Muda quase tudo. A lei trata de forma bem diferente quem invade por erro honesto e quem constrói sabendo que ultrapassa a linha. A boa-fé, como a de quem apenas seguiu um projeto com medição errada, pode garantir a permanência da obra mediante indenização. O quadro a seguir mostra os dois caminhos possíveis.
O novo dono pode mesmo exigir a demolição?
Pode pedir, mas nem sempre consegue. Os tribunais costumam afastar a demolição quando ela é desproporcional ao dano e preferem converter o conflito em indenização. Isso tende a ocorrer quando:
- A invasão é pequena, dentro da vigésima parte do terreno vizinho.
- O autor da construção em terreno alheio agiu de boa-fé, por erro de medição.
- O valor da obra supera bastante o da faixa de terra ocupada.
- Derrubar o muro causaria prejuízo grave e sem sentido.

Nesses casos, o proprietário invadido recebe o valor da área e da desvalorização, e a faixa passa a integrar o imóvel de quem construiu. Se a posse durou muitos anos, o construtor ainda pode discutir a usucapião do trecho, outro caminho para consolidar o que ocupa.
Como evitar virar réu por causa de um muro?

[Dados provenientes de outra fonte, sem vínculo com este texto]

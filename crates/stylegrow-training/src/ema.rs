//! Exponential moving average of generator weights.

use crate::error::TrainingResult;
use crate::params::ParameterSet;

/// Per-step retention factor for an EMA with a half-life of `g_ema_kimg` thousand images.
///
/// Returns 0 when the half-life is not positive, which makes every update a
/// plain copy (or a no-op while the warm-up gate is closed).
#[must_use]
pub fn ema_beta(minibatch_size: usize, g_ema_kimg: f64) -> f64 {
    if g_ema_kimg > 0.0 {
        0.5f64.powf(minibatch_size as f64 / (g_ema_kimg * 1000.0))
    } else {
        0.0
    }
}

/// Warm-up gate: 1 once `cur_nimg >= ema_start_kimg * 1000`, else 0.
#[must_use]
pub fn ema_multiplier(cur_nimg: u64, ema_start_kimg: f64) -> f64 {
    if cur_nimg as f64 >= ema_start_kimg * 1000.0 {
        1.0
    } else {
        0.0
    }
}

/// Move `gs` toward `g`: `gs = lerp(gs, g, (1 - beta) * multiplier)`.
///
/// `beta` is the fraction of the old average retained per step. With the gate
/// closed (`multiplier == 0`) `gs` is left exactly as it was.
pub fn update_moving_average(gs: &mut ParameterSet, g: &ParameterSet, beta: f64, multiplier: f64) -> TrainingResult<()> {
    let t = ((1.0 - beta) * multiplier) as f32;
    if t == 0.0 {
        return Ok(());
    }
    gs.lerp_toward(g, t)
}

#[cfg(test)]
mod tests {
    use super::*;
    use ndarray::arr1;

    fn single(v: &[f32]) -> ParameterSet {
        std::iter::once(("w".to_string(), arr1(v).into_dyn())).collect()
    }

    #[test]
    fn test_beta_half_life() {
        // One half-life worth of images halves the retained weight.
        let per_step = ema_beta(1000, 10.0);
        assert!((per_step.powi(10) - 0.5).abs() < 1e-12);
        assert_eq!(ema_beta(32, 0.0), 0.0);
        assert_eq!(ema_beta(32, -1.0), 0.0);
    }

    #[test]
    fn test_multiplier_gate() {
        assert_eq!(ema_multiplier(0, 10.0), 0.0);
        assert_eq!(ema_multiplier(9_999, 10.0), 0.0);
        assert_eq!(ema_multiplier(10_000, 10.0), 1.0);
        assert_eq!(ema_multiplier(0, 0.0), 1.0);
    }

    #[test]
    fn test_update_matches_lerp() {
        let mut gs = single(&[1.0, -2.0]);
        let g = single(&[3.0, 2.0]);
        let beta = 0.75;
        update_moving_average(&mut gs, &g, beta, 1.0).unwrap();
        let w = gs.get("w").unwrap();
        assert!((w[0] - (1.0 + (3.0 - 1.0) * 0.25)).abs() < 1e-6);
        assert!((w[1] - (-2.0 + (2.0 + 2.0) * 0.25)).abs() < 1e-6);
    }

    #[test]
    fn test_closed_gate_leaves_average_unchanged() {
        let mut gs = single(&[1.0, -2.0]);
        let before = gs.clone();
        update_moving_average(&mut gs, &single(&[100.0, 100.0]), 0.9, 0.0).unwrap();
        assert_eq!(gs, before);
    }

    #[test]
    fn test_zero_beta_copies_generator() {
        let mut gs = single(&[1.0]);
        update_moving_average(&mut gs, &single(&[5.0]), 0.0, 1.0).unwrap();
        assert_eq!(gs.get("w").unwrap()[0], 5.0);
    }
}
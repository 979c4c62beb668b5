//! Loss values and the loss-function collaborator.

use crate::config::LossArgs;
use crate::error::{TrainingError, TrainingResult};
use crate::network::Network;
use crate::params::ParameterSet;
use ndarray::{Array2, Array4};
use rand::rngs::StdRng;
use std::collections::BTreeMap;

/// A scalar loss together with its gradient w.r.t. one network's trainables.
///
/// Losses combine linearly, which is all the driver needs to fold in a
/// regularization term.
#[derive(Debug, Clone, PartialEq)]
pub struct Loss {
    pub value: f64,
    pub gradients: ParameterSet,
}

impl Loss {
    #[must_use]
    pub fn new(value: f64, gradients: ParameterSet) -> Self {
        Self { value, gradients }
    }

    pub fn add(mut self, other: &Self) -> TrainingResult<Self> {
        self.value += other.value;
        self.gradients.add_scaled(&other.gradients, 1.0)?;
        Ok(self)
    }

    #[must_use]
    pub fn scaled(mut self, factor: f64) -> Self {
        self.value *= factor;
        self.gradients.scale(factor as f32);
        self
    }
}

/// Output of one loss evaluation: generator loss, discriminator loss and an
/// optional discriminator regularization term.
#[derive(Debug, Clone)]
pub struct GanLosses {
    pub g_loss: Loss,
    pub d_loss: Loss,
    pub d_reg: Option<Loss>,
}

/// Everything a loss function sees for one replica step.
pub struct LossInputs<'a> {
    pub g: &'a dyn Network,
    pub d: &'a dyn Network,
    pub minibatch_size: usize,
    pub reals: &'a Array4<f32>,
    pub real_labels: &'a Array2<f32>,
    pub label_size: usize,
    pub rng: &'a mut StdRng,
}

pub trait LossFunction: Send {
    fn evaluate(&mut self, inputs: LossInputs<'_>) -> TrainingResult<GanLosses>;
}

type LossConstructor = Box<dyn Fn(&LossArgs) -> TrainingResult<Box<dyn LossFunction>> + Send + Sync>;

/// Loss functions looked up by name.
#[derive(Default)]
pub struct LossRegistry {
    constructors: BTreeMap<String, LossConstructor>,
}

impl LossRegistry {
    #[must_use]
    pub fn new() -> Self {
        Self::default()
    }

    pub fn register<F>(&mut self, name: impl Into<String>, constructor: F)
    where
        F: Fn(&LossArgs) -> TrainingResult<Box<dyn LossFunction>> + Send + Sync + 'static,
    {
        self.constructors.insert(name.into(), Box::new(constructor));
    }

    pub fn names(&self) -> impl Iterator<Item = &str> {
        self.constructors.keys().map(String::as_str)
    }

    pub fn create(&self, args: &LossArgs) -> TrainingResult<Box<dyn LossFunction>> {
        let constructor = self.constructors.get(&args.func_name).ok_or_else(|| {
            let known: Vec<_> = self.names().collect();
            TrainingError::Loss(format!("unknown loss function {:?} (known: {})", args.func_name, known.join(", ")))
        })?;
        constructor(args)
    }
}

/// Fold the regularization term into the discriminator loss.
///
/// Without lazy regularization the term is added every step. With it, the
/// term is added only on `run_reg` steps and scaled by `reg_interval` so its
/// expected contribution per step is unchanged. A missing term is not an error.
pub fn combine_d_loss(
    d_loss: Loss,
    d_reg: Option<&Loss>,
    lazy_regularization: bool,
    run_reg: bool,
    reg_interval: usize,
) -> TrainingResult<Loss> {
    match d_reg {
        None => Ok(d_loss),
        Some(reg) if !lazy_regularization => d_loss.add(reg),
        Some(reg) if run_reg => d_loss.add(&reg.clone().scaled(reg_interval as f64)),
        Some(_) => Ok(d_loss),
    }
}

A prevenção custa uma fração do que custa um processo. Antes de levantar qualquer parede na divisa, alguns cuidados evitam a dor de cabeça de Jorge:
- Conferir a certidão de matrícula e a metragem oficial do lote.
- Contratar um topógrafo para demarcar a divisa antes da obra.
- Registrar por escrito qualquer acordo de limite feito com o vizinho.
- Parar a obra e regularizar assim que surgir dúvida sobre a linha.
Como reforça a análise sobre construção que invade o terreno vizinho, a maioria dos casos nasce de simples erro de medição, e não de má intenção. O texto legal dessa proteção pode ser conferido no Senado Federal.
Vale medir antes de assentar o primeiro tijolo?
Sim, sem hesitar, porque um erro de centímetros na divisa pode custar anos de Justiça e uma indenização pesada. Marcar o limite com um profissional antes da obra é o gesto simples que separa o vizinho tranquilo do réu surpreso. Se você vai construir perto da linha do terreno, chame um topógrafo e converse com quem mora ao lado antes de começar, porque acordo de boa vizinhança quase sempre sai mais barato do que uma sentença.